元组列表中元组的小写第一个元素 [英] Lowercase first element of tuple in list of tuples

问题描述

我有一份文件清单，上面标有相应的类别:

I have a list of documents, labeled with their appropriate categories:

documents = [(list(corpus.words(fileid)), category)
              for category in corpus.categories()
              for fileid in corpus.fileids(category)]

这给出了以下元组列表，其中元组的第一个元素是单词(句子的标记)列表.例如:

which gives me the following list of tuples, where the first element of the tuple is a list of words (tokens of a sentence). For instance:

[([u'A', u'pilot', u'investigation', u'of', u'a', u'multidisciplinary', 
u'quality', u'of', u'life', u'intervention', u'for', u'men', u'with', 
u'biochemical', u'recurrence', u'of', u'prostate', u'cancer', u'.'], 
'cancer'), 
([u'A', u'Systematic', u'Review', u'of', u'the', u'Effectiveness', 
u'of', u'Medical', u'Cannabis', u'for', u'Psychiatric', u',', 
u'Movement', u'and', u'Neurodegenerative', u'Disorders', u'.'], 'hd')]

我想应用一些文本处理技术，但是我希望维护元组格式列表.

I want to apply some text-processing techniques, but I wish to maintain the list of tuples format.

我知道，如果我只有一个单词列表，那就可以做到:

I know that if I had only a list of words, this would do:

[w.lower() for w in words]

但是在这种情况下，我想将.lower()应用于元组列表中每个元组的第一个元素(字符串列表)，并尝试以下各种选项后:

But in this case, I want to apply .lower() to the first element (list of strings) of every tuple in the tuples list, and after trying various options like:

[[x.lower() for x in element] for element in documents],
[(x.lower(), y) for x,y in documents], or
[x[0].lower() for x in documents]

我总是会收到此错误:

AttributeError:列表"对象没有属性较低"

AttributeError: 'list' object has no attribute 'lower'

我也尝试过在创建列表之前应用所需的内容，但是.categories()和.fileids()是语料库的属性，它们也返回相同的错误(它们也是列表).
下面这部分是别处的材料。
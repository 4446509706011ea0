//! Command implementations for all wavepath commands

use crate::cli::Commands;
use crate::commands::dispatch::command::{Command, CommandContext};
use wavepath_core::error::Result;

impl Command for Commands {
    fn execute(&self, ctx: &CommandContext) -> Result<()> {
        dispatch_command::execute(self, ctx)
    }
}

pub(super) mod dispatch_command {
    use super::*;

    use crate::cli::PathArgs;
    use crate::commands::dispatch::macros::trace_command;
    use crate::commands::{check, edges, path};
    use wavepath_core::graph::SearchMode;

    pub(super) fn execute(cmd: &Commands, ctx: &CommandContext) -> Result<()> {
        match cmd {
            Commands::Shortest(args) => execute_path(ctx, SearchMode::Shortest, args),
            Commands::Longest(args) => execute_path(ctx, SearchMode::Longest, args),
            Commands::Edges => execute_edges(ctx),
            Commands::Check => execute_check(ctx),
        }
    }

    fn execute_path(ctx: &CommandContext, mode: SearchMode, args: &PathArgs) -> Result<()> {
        let topology = ctx.load_topology()?;
        path::execute(ctx.cli, &topology, mode, args)?;
        trace_command!(ctx.start, "execute_command");
        Ok(())
    }

    fn execute_edges(ctx: &CommandContext) -> Result<()> {
        let topology = ctx.load_topology()?;
        edges::execute(ctx.cli, &topology)?;
        trace_command!(ctx.start, "execute_command");
        Ok(())
    }

    fn execute_check(ctx: &CommandContext) -> Result<()> {
        let config = crate::commands::dispatch::command::load_config(ctx.cli)?;
        check::execute(ctx.cli, &config)?;
        trace_command!(ctx.start, "execute_command");
        Ok(())
    }
}
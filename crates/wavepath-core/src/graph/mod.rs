//! Wavefront path-finding over small weighted undirected graphs
//!
//! Provides:
//! - `Topology`: immutable vertex/edge templates built from an edge list
//! - Shortest path: first arrival of a discrete-time wavefront
//! - Longest path: clone-on-revisit branch search over simple paths
//! - `ResolveVertex`: query endpoints given as ids or vertex handles

mod edge;
mod engine;
pub mod resolve;
pub mod snapshot;
pub mod topology;
pub mod types;
mod vertex;

pub use resolve::{Endpoint, EndpointKind, ResolveVertex, VertexRef};
pub use snapshot::{EdgeTemplate, VertexTemplate};
pub use topology::Topology;
pub use types::{EdgeKey, PathResult, PathWeight, SearchMode, VertexKey, Weight};
pub use vertex::Trail;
I have also tried applying what I need before creating the list, but .categories() and .fileids() are properties of corpus and they also return the same error (they're lists as well).

任何帮助将不胜感激.

已解决:

@Adam Smith的答案和@vasia都是正确的:

both @Adam Smith's answer and @vasia were right:

[([s.lower() for s in item[0]], item[1]) for item in documents]

@Adam的上述答案保持了元组的结构； @vasia从创建元组列表起就发挥了作用:

@Adam's answer above maintains the tuple structure; @vasia does the trick right from the creation of the list of tuples:

documents = [([word.lower() for word in corpus.words(fileid)], category)
              for category in corpus.categories()
              for fileid in corpus.fileids(category)]

谢谢大家:)

推荐答案

，因此您的数据结构为[([str], str)].每个元组为(list of strings, string)的元组列表.在尝试从中提取数据之前，深刻理解这意味着什么很重要.

so your data structure is [([str], str)]. A list of tuples where each tuple is (list of strings, string). It's important to deeply understand what that means before you try to pull data out of it.

这意味着for item in documents将为您提供一个元组列表，其中item是每个元组.

That means that for item in documents will get you a list of tuples, where item is each tuple.

这意味着item[0]是每个元组中的列表.

That means that item[0] is the list in each tuple.

这意味着for item in documents: for s in item[0]:将遍历该列表中的每个字符串.让我们试试吧！

That means that for item in documents: for s in item[0]: will iterate through each string inside that list. Let's try that!

[s.lower() for item in documents for s in item[0]]

这应该从您的示例数据中得出:

This should give, from your example data:

[u'a', u'p', u'i', u'o', u'a', u'm', ...]

如果您尝试保留元组格式，则可以执行以下操作:

If you're trying to keep the tuple format, you could do:

[([s.lower() for s in item[0]], item[1]) for item in documents]

# or perhaps more readably
[([s.lower() for s in lst], val) for lst, val in documents]

这两个语句都给出:

[([u'a', u'p', u'i', u'o', u'a', u'm', ...], 'cancer'), ... ]

这篇关于元组列表中元组的小写第一个元素的文章就介绍到这了，希望我们推荐的答案对大家有所帮助，也希望大家多多支持IT屋！